The Labor Productivity Gap between the Agricultural and Nonagricultural Sectors, and Poverty and Inequality Reduction in Asia
Author(s) -
Katsushi S. Imai,
Raghav Gaiha,
Fabrizio Bresciani
Publication year - 2019
Publication title -
asian development review
Language(s) - English
Resource type - Journals
SCImago Journal Rank - 0.487
H-Index - 23
eISSN - 1996-7241
pISSN - 0116-1105
DOI - 10.1162/adev_a_00125
Subject(s) - economics , productivity , agriculture , convergence (economics) , poverty , inequality , labour economics , agricultural productivity , poverty reduction , economic growth , biology , mathematical analysis , ecology , mathematics
The objective of this paper is to examine how agricultural and nonagricultural labor productivities have grown over time and whether the growth pattern affected poverty in low- and middle-income economies in Asia.
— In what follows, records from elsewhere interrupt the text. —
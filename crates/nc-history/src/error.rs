use nc_core::StoreError;
use thiserror::Error;

/// Failure surfaced by the history engine.
///
/// An empty undo or redo stack is not an error: those calls return
/// `Ok(None)`.
#[derive(Error, Debug, Clone, PartialEq)]
pub enum HistoryError {
    /// The forward mutation failed; nothing was recorded.
    #[error("failed to execute '{description}': {source}")]
    Execution {
        description: String,
        source: StoreError,
    },

    /// Undo failed; the command is still on the undo stack.
    #[error("failed to undo '{description}': {source}")]
    Undo {
        description: String,
        source: StoreError,
    },

    /// Redo failed; the command is still on the redo stack.
    #[error("failed to redo '{description}': {source}")]
    Redo {
        description: String,
        source: StoreError,
    },

    /// Another history operation is still in flight.
    #[error("history is busy with another operation")]
    Busy,
}

pub type Result<T> = std::result::Result<T, HistoryError>;
//! Monotonic command timestamps and the merge-window check.

use serde::{Deserialize, Serialize};
use std::fmt;
use std::sync::LazyLock;
use std::time::{Duration, Instant};

/// Process-wide origin for `Timestamp::now`.
static EPOCH: LazyLock<Instant> = LazyLock::new(Instant::now);

/// Milliseconds on a monotonic clock. Only differences are meaningful.
#[derive(Debug, Clone, Copy, Default, PartialEq, Eq, PartialOrd, Ord, Hash, Serialize, Deserialize)]
pub struct Timestamp(u64);

impl Timestamp {
    pub fn now() -> Self {
        Self(EPOCH.elapsed().as_millis() as u64)
    }

    pub const fn from_millis(ms: u64) -> Self {
        Self(ms)
    }

    pub const fn as_millis(self) -> u64 {
        self.0
    }

    /// Time elapsed from `earlier` to `self`, zero if `earlier` is later.
    pub fn saturating_since(self, earlier: Timestamp) -> Duration {
        Duration::from_millis(self.0.saturating_sub(earlier.0))
    }

    pub fn advanced_by(self, by: Duration) -> Self {
        Self(self.0.saturating_add(by.as_millis() as u64))
    }
}

impl fmt::Display for Timestamp {
    fn fmt(&self, f: &mut fmt::Formatter<'_>) -> fmt::Result {
        write!(f, "{}ms", self.0)
    }
}

/// Whether `later` arrived within `window` of `earlier`.
pub fn within_window(earlier: Timestamp, later: Timestamp, window: Duration) -> bool {
    later.saturating_since(earlier) <= window
}
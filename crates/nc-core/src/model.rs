//! Domain model for canvases and the sticky notes placed on them.
//!
//! A canvas owns its viewport transform (`scale` + `offset`); notes reference
//! the canvas they live on. Both are plain values: stores hand out clones,
//! and history commands keep clones as their captured "before" state.

use crate::id::{CanvasId, NoteId};
use kurbo::{Point, Vec2};
use serde::{Deserialize, Serialize};

/// Smallest zoom factor a canvas accepts.
pub const MIN_SCALE: f64 = 0.1;
/// Largest zoom factor a canvas accepts.
pub const MAX_SCALE: f64 = 8.0;

/// Whether `scale` is a usable zoom factor.
pub fn is_valid_scale(scale: f64) -> bool {
    scale.is_finite() && (MIN_SCALE..=MAX_SCALE).contains(&scale)
}

// ─── Colors ──────────────────────────────────────────────────────────────

/// RGBA color. Stored as 4 × f32 [0.0, 1.0].
#[derive(Debug, Clone, Copy, PartialEq, Serialize, Deserialize)]
pub struct Color {
    pub r: f32,
    pub g: f32,
    pub b: f32,
    pub a: f32,
}

fn hex_val(c: u8) -> Option<u8> {
    match c {
        b'0'..=b'9' => Some(c - b'0'),
        b'a'..=b'f' => Some(c - b'a' + 10),
        b'A'..=b'F' => Some(c - b'A' + 10),
        _ => None,
    }
}

impl Color {
    /// Classic sticky-note yellow.
    pub const STICKY_YELLOW: Color = Color::rgba(1.0, 0.921_568_6, 0.231_372_55, 1.0);

    pub const fn rgba(r: f32, g: f32, b: f32, a: f32) -> Self {
        Self { r, g, b, a }
    }

    /// Parse `#RGB`, `#RRGGBB` or `#RRGGBBAA`. The `#` is optional.
    pub fn from_hex(hex: &str) -> Option<Self> {
        let hex = hex.strip_prefix('#').unwrap_or(hex);
        let bytes = hex.as_bytes();
        let channel = |hi: u8, lo: u8| -> Option<f32> {
            Some((hex_val(hi)? << 4 | hex_val(lo)?) as f32 / 255.0)
        };

        match bytes.len() {
            3 => {
                let r = hex_val(bytes[0])?;
                let g = hex_val(bytes[1])?;
                let b = hex_val(bytes[2])?;
                Some(Self::rgba(
                    (r * 17) as f32 / 255.0,
                    (g * 17) as f32 / 255.0,
                    (b * 17) as f32 / 255.0,
                    1.0,
                ))
            }
            6 => Some(Self::rgba(
                channel(bytes[0], bytes[1])?,
                channel(bytes[2], bytes[3])?,
                channel(bytes[4], bytes[5])?,
                1.0,
            )),
            8 => Some(Self::rgba(
                channel(bytes[0], bytes[1])?,
                channel(bytes[2], bytes[3])?,
                channel(bytes[4], bytes[5])?,
                channel(bytes[6], bytes[7])?,
            )),
            _ => None,
        }
    }

    /// Emit as `#RRGGBB`, or `#RRGGBBAA` when not fully opaque.
    pub fn to_hex(&self) -> String {
        let to_byte = |v: f32| (v.clamp(0.0, 1.0) * 255.0).round() as u8;
        let (r, g, b, a) = (to_byte(self.r), to_byte(self.g), to_byte(self.b), to_byte(self.a));
        if a == 255 {
            format!("#{r:02X}{g:02X}{b:02X}")
        } else {
            format!("#{r:02X}{g:02X}{b:02X}{a:02X}")
        }
    }
}

impl Default for Color {
    fn default() -> Self {
        Self::STICKY_YELLOW
    }
}

// ─── Canvas ──────────────────────────────────────────────────────────────

/// A named board with its own viewport transform.
#[derive(Debug, Clone, PartialEq, Serialize, Deserialize)]
pub struct Canvas {
    pub id: CanvasId,
    pub name: String,
    /// Zoom factor, 1.0 = 100%.
    pub scale: f64,
    /// Pan offset in screen pixels.
    pub offset: Vec2,
}

impl Canvas {
    pub fn new(id: CanvasId, name: impl Into<String>) -> Self {
        Self {
            id,
            name: name.into(),
            scale: 1.0,
            offset: Vec2::ZERO,
        }
    }
}

// ─── Note ────────────────────────────────────────────────────────────────

/// A sticky note placed on a canvas.
#[derive(Debug, Clone, PartialEq, Serialize, Deserialize)]
pub struct Note {
    pub id: NoteId,
    pub canvas: CanvasId,
    /// Position in canvas coordinates (before the viewport transform).
    pub position: Point,
    pub color: Color,
    #[serde(default)]
    pub text: String,
}

impl Note {
    pub fn new(id: NoteId, canvas: CanvasId, position: Point, color: Color) -> Self {
        Self {
            id,
            canvas,
            position,
            color,
            text: String::new(),
        }
    }
}
pub mod id;
pub mod memory;
pub mod model;
pub mod store;

pub use id::{CanvasId, NoteId};
pub use memory::MemoryStore;
pub use model::*;
pub use store::{CanvasSnapshot, CanvasStore, NoteStore, StoreError, Stores};

// Re-export kurbo geometry so downstream crates don't need a direct dependency
pub use kurbo::{Point, Vec2};
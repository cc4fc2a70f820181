//! Undo/redo history engine.
//!
//! Owns a bounded undo stack and a redo stack of [`Command`]s. New commands
//! either merge into the top entry (same target, inside the merge window) or
//! are pushed, evicting the oldest entry past the bound. Any new command
//! discards the redo branch.
//!
//! Undo and redo await the command's store calls before touching either
//! stack, so a failed (or dropped) traversal leaves the history exactly as
//! it was and the entry stays retryable.

use crate::command::{Command, CommandType};
use crate::config::HistoryConfig;
use crate::error::{HistoryError, Result};
use crate::stack::BoundedStack;
use crate::time::{Timestamp, within_window};
use nc_core::Stores;
use serde::Serialize;
use std::num::NonZeroUsize;
use tokio::sync::watch;

/// Toolbar state, derived from stack emptiness.
#[derive(Debug, Clone, Copy, Default, PartialEq, Eq, Serialize)]
pub struct HistoryFlags {
    pub can_undo: bool,
    pub can_redo: bool,
}

/// One row of a history panel.
#[derive(Debug, Clone, PartialEq, Serialize)]
pub struct HistoryEntry {
    pub description: String,
    pub timestamp: Timestamp,
    #[serde(rename = "type")]
    pub command_type: CommandType,
}

impl From<&Command> for HistoryEntry {
    fn from(command: &Command) -> Self {
        Self {
            description: command.description().to_string(),
            timestamp: command.timestamp(),
            command_type: command.command_type(),
        }
    }
}

pub struct HistoryEngine {
    stores: Stores,
    config: HistoryConfig,
    undo_stack: BoundedStack<Command>,
    redo_stack: Vec<Command>,
    flags: watch::Sender<HistoryFlags>,
}

impl HistoryEngine {
    pub fn new(stores: Stores, config: HistoryConfig) -> Self {
        let (flags, _) = watch::channel(HistoryFlags::default());
        Self {
            undo_stack: BoundedStack::new(config.max_history_size),
            redo_stack: Vec::new(),
            stores,
            config,
            flags,
        }
    }

    pub fn with_stores(stores: Stores) -> Self {
        Self::new(stores, HistoryConfig::default())
    }

    pub fn stores(&self) -> &Stores {
        &self.stores
    }

    pub fn config(&self) -> &HistoryConfig {
        &self.config
    }

    /// Apply `command` and record it. If the mutation fails, nothing is
    /// recorded; undoing any partial effect is up to the caller.
    pub async fn execute_command(&mut self, command: Command) -> Result<()> {
        if let Err(source) = command.execute(&self.stores).await {
            log::debug!("execute {:?} failed: {source}", command.description());
            return Err(HistoryError::Execution {
                description: command.description().to_string(),
                source,
            });
        }
        self.record_command(command);
        Ok(())
    }

    /// Record a command whose mutation the caller already applied.
    pub fn record_command(&mut self, command: Command) {
        match self.merge_into_top(&command) {
            Some(merged) => {
                log::debug!("merged {:?} into top entry", command.description());
                self.undo_stack.replace_top(merged);
            }
            None => {
                let evicted = self.undo_stack.push(command);
                if evicted > 0 {
                    log::debug!("evicted {evicted} oldest history entries");
                }
            }
        }

        if !self.redo_stack.is_empty() {
            log::debug!("discarding {} redo entries", self.redo_stack.len());
            self.redo_stack.clear();
        }
        self.refresh_flags();
    }

    fn merge_into_top(&self, command: &Command) -> Option<Command> {
        let top = self.undo_stack.last()?;
        if !top.is_mergeable() || !command.can_merge_with(top) {
            return None;
        }
        if !within_window(top.timestamp(), command.timestamp(), self.config.merge_window()) {
            return None;
        }
        command.merge_with(top)
    }

    /// Undo the most recent entry, returning its description. Returns
    /// `Ok(None)` when there is nothing to undo.
    pub async fn undo(&mut self) -> Result<Option<String>> {
        let Some(command) = self.undo_stack.last() else {
            log::warn!("undo requested with an empty undo stack");
            return Ok(None);
        };
        if let Err(source) = command.undo(&self.stores).await {
            log::debug!("undo {:?} failed: {source}", command.description());
            return Err(HistoryError::Undo {
                description: command.description().to_string(),
                source,
            });
        }

        let Some(command) = self.undo_stack.pop() else {
            return Ok(None);
        };
        let description = command.description().to_string();
        self.redo_stack.push(command);
        self.refresh_flags();
        Ok(Some(description))
    }

    /// Re-apply the most recently undone entry, returning its description.
    /// Returns `Ok(None)` when there is nothing to redo.
    pub async fn redo(&mut self) -> Result<Option<String>> {
        let Some(command) = self.redo_stack.last() else {
            log::warn!("redo requested with an empty redo stack");
            return Ok(None);
        };
        if let Err(source) = command.execute(&self.stores).await {
            log::debug!("redo {:?} failed: {source}", command.description());
            return Err(HistoryError::Redo {
                description: command.description().to_string(),
                source,
            });
        }

        let Some(command) = self.redo_stack.pop() else {
            return Ok(None);
        };
        let description = command.description().to_string();
        let evicted = self.undo_stack.push(command);
        if evicted > 0 {
            log::debug!("evicted {evicted} oldest history entries on redo");
        }
        self.refresh_flags();
        Ok(Some(description))
    }

    /// Drop both stacks.
    pub fn clear(&mut self) {
        self.undo_stack.clear();
        self.redo_stack.clear();
        self.refresh_flags();
    }

    /// Change the undo bound, evicting the oldest entries right away if the
    /// stack is already taller.
    pub fn set_max_history_size(&mut self, max: NonZeroUsize) {
        log::debug!(
            "history bound {} -> {max}",
            self.undo_stack.capacity()
        );
        self.config.max_history_size = max;
        let evicted = self.undo_stack.set_capacity(max);
        if evicted > 0 {
            log::debug!("evicted {evicted} history entries after shrinking to {max}");
        }
        self.refresh_flags();
    }

    pub fn can_undo(&self) -> bool {
        !self.undo_stack.is_empty()
    }

    pub fn can_redo(&self) -> bool {
        !self.redo_stack.is_empty()
    }

    pub fn flags(&self) -> HistoryFlags {
        HistoryFlags {
            can_undo: self.can_undo(),
            can_redo: self.can_redo(),
        }
    }

    /// Receiver that observes every change of `can_undo` / `can_redo`.
    pub fn subscribe(&self) -> watch::Receiver<HistoryFlags> {
        self.flags.subscribe()
    }

    pub fn undo_len(&self) -> usize {
        self.undo_stack.len()
    }

    pub fn redo_len(&self) -> usize {
        self.redo_stack.len()
    }

    /// Undo entries, oldest first. The last one is undone next.
    pub fn undo_list(&self) -> Vec<HistoryEntry> {
        self.undo_stack.iter().map(HistoryEntry::from).collect()
    }

    /// Redo entries, oldest undo first. The last one is redone next.
    pub fn redo_list(&self) -> Vec<HistoryEntry> {
        self.redo_stack.iter().map(HistoryEntry::from).collect()
    }

    fn refresh_flags(&self) {
        let next = self.flags();
        self.flags.send_if_modified(|current| {
            if *current == next {
                false
            } else {
                *current = next;
                true
            }
        });
    }
}

impl std::fmt::Debug for HistoryEngine {
    fn fmt(&self, f: &mut std::fmt::Formatter<'_>) -> std::fmt::Result {
        f.debug_struct("HistoryEngine")
            .field("config", &self.config)
            .field("undo", &self.undo_stack.len())
            .field("redo", &self.redo_stack.len())
            .finish()
    }
}

#[cfg(test)]
mod tests {
    use super::*;
    use nc_core::{CanvasId, CanvasStore, MemoryStore};
    use pretty_assertions::assert_eq;
    use std::sync::Arc;

    async fn setup(max: usize) -> (HistoryEngine, Arc<MemoryStore>, CanvasId) {
        let store = Arc::new(MemoryStore::new());
        let canvas = store.create_canvas("Board").await.unwrap();
        let config = HistoryConfig::default()
            .with_max_history_size(NonZeroUsize::new(max).unwrap());
        let engine = HistoryEngine::new(Stores::shared(store.clone()), config);
        (engine, store, canvas)
    }

    #[tokio::test]
    async fn undo_redo_zoom() {
        let (mut engine, store, canvas) = setup(100).await;

        engine
            .execute_command(Command::zoom(canvas, 1.0, 2.0))
            .await
            .unwrap();
        assert_eq!(store.canvas(canvas).unwrap().scale, 2.0);

        let desc = engine.undo().await.unwrap();
        assert_eq!(desc.as_deref(), Some("Zoom to 200%"));
        assert_eq!(store.canvas(canvas).unwrap().scale, 1.0);

        let desc = engine.redo().await.unwrap();
        assert_eq!(desc.as_deref(), Some("Zoom to 200%"));
        assert_eq!(store.canvas(canvas).unwrap().scale, 2.0);
    }

    #[tokio::test]
    async fn empty_stacks_are_noops() {
        let (mut engine, _store, _canvas) = setup(10).await;
        assert_eq!(engine.undo().await, Ok(None));
        assert_eq!(engine.redo().await, Ok(None));
        assert_eq!(engine.flags(), HistoryFlags::default());
    }

    #[tokio::test]
    async fn max_depth_trims_oldest() {
        let (mut engine, _store, canvas) = setup(3).await;

        for i in 0..5 {
            let t = Timestamp::from_millis(i * 1_000);
            let scale = 1.0 + (i + 1) as f64 * 0.1;
            let prev = 1.0 + i as f64 * 0.1;
            engine
                .execute_command(Command::zoom(canvas, prev, scale).at(t))
                .await
                .unwrap();
        }

        let mut undo_count = 0;
        while engine.undo().await.unwrap().is_some() {
            undo_count += 1;
        }
        assert_eq!(undo_count, 3);
    }

    #[tokio::test]
    async fn flags_follow_stacks() {
        let (mut engine, _store, canvas) = setup(10).await;
        let rx = engine.subscribe();

        engine
            .execute_command(Command::zoom(canvas, 1.0, 1.5))
            .await
            .unwrap();
        assert_eq!(
            *rx.borrow(),
            HistoryFlags {
                can_undo: true,
                can_redo: false
            }
        );

        engine.undo().await.unwrap();
        assert_eq!(
            *rx.borrow(),
            HistoryFlags {
                can_undo: false,
                can_redo: true
            }
        );

        engine.clear();
        assert_eq!(*rx.borrow(), HistoryFlags::default());
    }

    #[tokio::test]
    async fn merge_window_expiry_starts_new_entry() {
        let (mut engine, _store, canvas) = setup(10).await;

        engine.record_command(Command::zoom(canvas, 1.0, 1.1).at(Timestamp::from_millis(0)));
        engine.record_command(Command::zoom(canvas, 1.1, 1.2).at(Timestamp::from_millis(400)));
        assert_eq!(engine.undo_len(), 1);

        // The gap is measured from the merged entry's (latest) timestamp.
        engine.record_command(Command::zoom(canvas, 1.2, 1.3).at(Timestamp::from_millis(800)));
        assert_eq!(engine.undo_len(), 1);

        engine.record_command(Command::zoom(canvas, 1.3, 1.4).at(Timestamp::from_millis(1_400)));
        assert_eq!(engine.undo_len(), 2);
    }

    #[tokio::test]
    async fn lists_are_bottom_first() {
        let (mut engine, _store, canvas) = setup(10).await;
        engine.record_command(
            Command::zoom(canvas, 1.0, 1.5)
                .with_description("first")
                .at(Timestamp::from_millis(0)),
        );
        engine.record_command(
            Command::pan(canvas, nc_core::Vec2::ZERO, nc_core::Vec2::new(3.0, 4.0))
                .with_description("second")
                .at(Timestamp::from_millis(10)),
        );

        let undo: Vec<_> = engine.undo_list().into_iter().map(|e| e.description).collect();
        assert_eq!(undo, vec!["first", "second"]);

        engine.undo().await.unwrap();
        engine.undo().await.unwrap();
        let redo: Vec<_> = engine.redo_list().into_iter().map(|e| e.command_type).collect();
        assert_eq!(redo, vec![CommandType::Pan, CommandType::Zoom]);
    }

    #[tokio::test]
    async fn shrinking_bound_evicts_now() {
        let (mut engine, _store, canvas) = setup(10).await;
        for i in 0..6 {
            engine.record_command(
                Command::zoom(canvas, 1.0, 1.0).at(Timestamp::from_millis(i * 1_000)),
            );
        }
        assert_eq!(engine.undo_len(), 6);

        engine.set_max_history_size(NonZeroUsize::new(2).unwrap());
        assert_eq!(engine.undo_len(), 2);
        assert_eq!(engine.config().max_history_size.get(), 2);
    }

    #[tokio::test]
    async fn history_rows_serialize_with_type_key() {
        let (mut engine, _store, canvas) = setup(10).await;
        engine.record_command(Command::zoom(canvas, 1.0, 1.5).at(Timestamp::from_millis(40)));

        let rows = serde_json::to_value(engine.undo_list()).unwrap();
        assert_eq!(
            rows,
            serde_json::json!([
                { "description": "Zoom to 150%", "timestamp": 40, "type": "zoom" }
            ])
        );
    }
}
We first examine whether labor productivities in the agricultural and nonagricultural sectors have converged, finding evidence that they did not as the latter have grown faster. We then confirm that both agricultural and nonagricultural labor productivities have converged across economies and that the convergence effect is stronger for the nonagricultural sector. We have also observed that, despite the relatively slower growth in agricultural labor productivity, the agricultural sector played an important role in promoting nonagricultural labor productivity and thus in nonagricultural growth. Finally, we have found some evidence that the labor productivity gap reduces rural and urban poverty, as well as national-level inequality.